Influence of low-dose alcohol consumption on post-ischemic inflammation: Role of cystathionine γ-lyase.

Abstract

Low-dose alcohol consumption (LAC) has been shown to suppress post-ischemic inflammation and alleviate cerebral ischemia/reperfusion (I/R) injury. Cystathionine γ-Lyase (CSE) is one of the enzymes that endogenously produce hydrogen sulfide (H2S), which has an anti-inflammatory property at low concentration. We determined the potential role of CSE in the protective effect of LAC. Male C57BL/6J mice were divided into two groups, an ethanol group and a control group, and gavage fed with 0.7g/kg/day ethanol or volume-matched water once a day for 8 weeks. Transient focal cerebral ischemia was induced by unilateral middle cerebral artery occlusion (MCAO) for 90min. CSE inhibitors were intraperitoneally given 30min prior to the ischemia.
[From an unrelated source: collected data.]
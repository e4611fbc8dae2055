//! Named, lifespan-bounded parameter bags (protocol 2 only).
//!
//! The platform sends fully-qualified context names; the store keys by the
//! logical name and re-attaches the session prefix on the way out. One
//! reserved context carries the session data across turns.

use indexmap::IndexMap;
use palaver_wire::nlu;
use serde_json::{Map, Value};

/// Reserved context name carrying the serialized session data.
pub const SESSION_DATA_CONTEXT: &str = "_session_data";

/// Lifespan of the reserved session context. Large enough to outlive any
/// realistic conversation, refreshed on every turn anyway.
pub const SESSION_DATA_LIFESPAN: u32 = 99;

/// Separator between the session prefix and the logical context name.
const CONTEXT_NAME_SEPARATOR: char = '/';

/// An incoming context, as sent by the platform.
#[derive(Debug, Clone, PartialEq)]
pub struct Context {
    /// The fully-qualified wire name.
    pub name: String,

    /// Turns remaining.
    pub lifespan: u32,

    pub parameters: Map<String, Value>,
}

/// A context declared by the handler for the turns ahead.
#[derive(Debug, Clone, PartialEq)]
pub struct OutputContext {
    pub lifespan: u32,

    pub parameters: Option<Map<String, Value>>,
}

/// The split input/output views over the turn's contexts.
#[derive(Debug, Clone, Default)]
pub struct ContextValues {
    input: IndexMap<String, Context>,
    output: IndexMap<String, OutputContext>,
    session: Option<String>,
}

impl ContextValues {
    /// Build the input view from the platform's output-context list, keyed by
    /// the logical (prefix-stripped) name.
    pub fn new(contexts: &[nlu::Context], session: Option<&str>) -> Self {
        let mut input = IndexMap::new();

        for context in contexts {
            let name = logical_name(&context.name).to_owned();
            input.insert(name, Context {
                name: context.name.clone(),
                lifespan: context.lifespan_count,
                parameters: context.parameters.clone(),
            });
        }

        Self {
            input,
            output: IndexMap::new(),
            session: session.map(str::to_owned),
        }
    }

    /// The incoming context by logical name.
    pub fn get(&self, name: &str) -> Option<&Context> {
        self.input.get(name)
    }

    /// Declare a context for the turns ahead.
    pub fn set(
        &mut self,
        name: impl Into<String>,
        lifespan: u32,
        parameters: Option<Map<String, Value>>,
    ) {
        self.output.insert(name.into(), OutputContext {
            lifespan,
            parameters,
        });
    }

    /// Expire a context after this turn.
    pub fn delete(&mut self, name: impl Into<String>) {
        self.set(name, 0, None);
    }

    /// Iterate the incoming contexts in wire order.
    pub fn input(&self) -> impl Iterator<Item = (&str, &Context)> {
        self.input.iter().map(|(name, ctx)| (name.as_str(), ctx))
    }

    /// Serialize the output view back into the platform's fully-qualified
    /// naming scheme.
    pub fn serialize(&self) -> Vec<nlu::Context> {
        let session = self.session.as_deref().unwrap_or_default();

        self.output
            .iter()
            .map(|(name, context)| nlu::Context {
                name: format!("{session}{CONTEXT_NAME_SEPARATOR}contexts{CONTEXT_NAME_SEPARATOR}{name}"),
                lifespan_count: context.lifespan,
                parameters: context.parameters.clone().unwrap_or_default(),
            })
            .collect()
    }
}

/// The trailing path segment of a fully-qualified context name.
fn logical_name(name: &str) -> &str {
    name.rsplit(CONTEXT_NAME_SEPARATOR).next().unwrap_or(name)
}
Cerebral I/R injury, H2S production, adhesion molecules, IL-1 receptor accessory protein (IL-1RAcP), IL-1β, microglial activation, and neutrophil infiltration were evaluated at 24h of reperfusion. Eight-week ethanol feeding upregulated CSE in the cerebral cortex and reduced cerebral I/R injury. Moreover, ethanol increased post-ischemic H2S production and alleviated the post-ischemic inflammatory response (expression of adhesion molecules, IL-1RAcP, IL-1β, microglial activation, and neutrophil infiltration) in the peri-infarct cerebral cortex. Both inhibitors of CSE, DL-Propargylglycine (PAG) and β-cyano-L-alanine (BCA), abolished the protective effect of ethanol on cerebral I/R injury. In addition, PAG attenuated the inhibitory effect of ethanol on the post-ischemic inflammation. Thus, LAC may protect against cerebral I/R injury by suppressing post-ischemic inflammation via an upregulated CSE.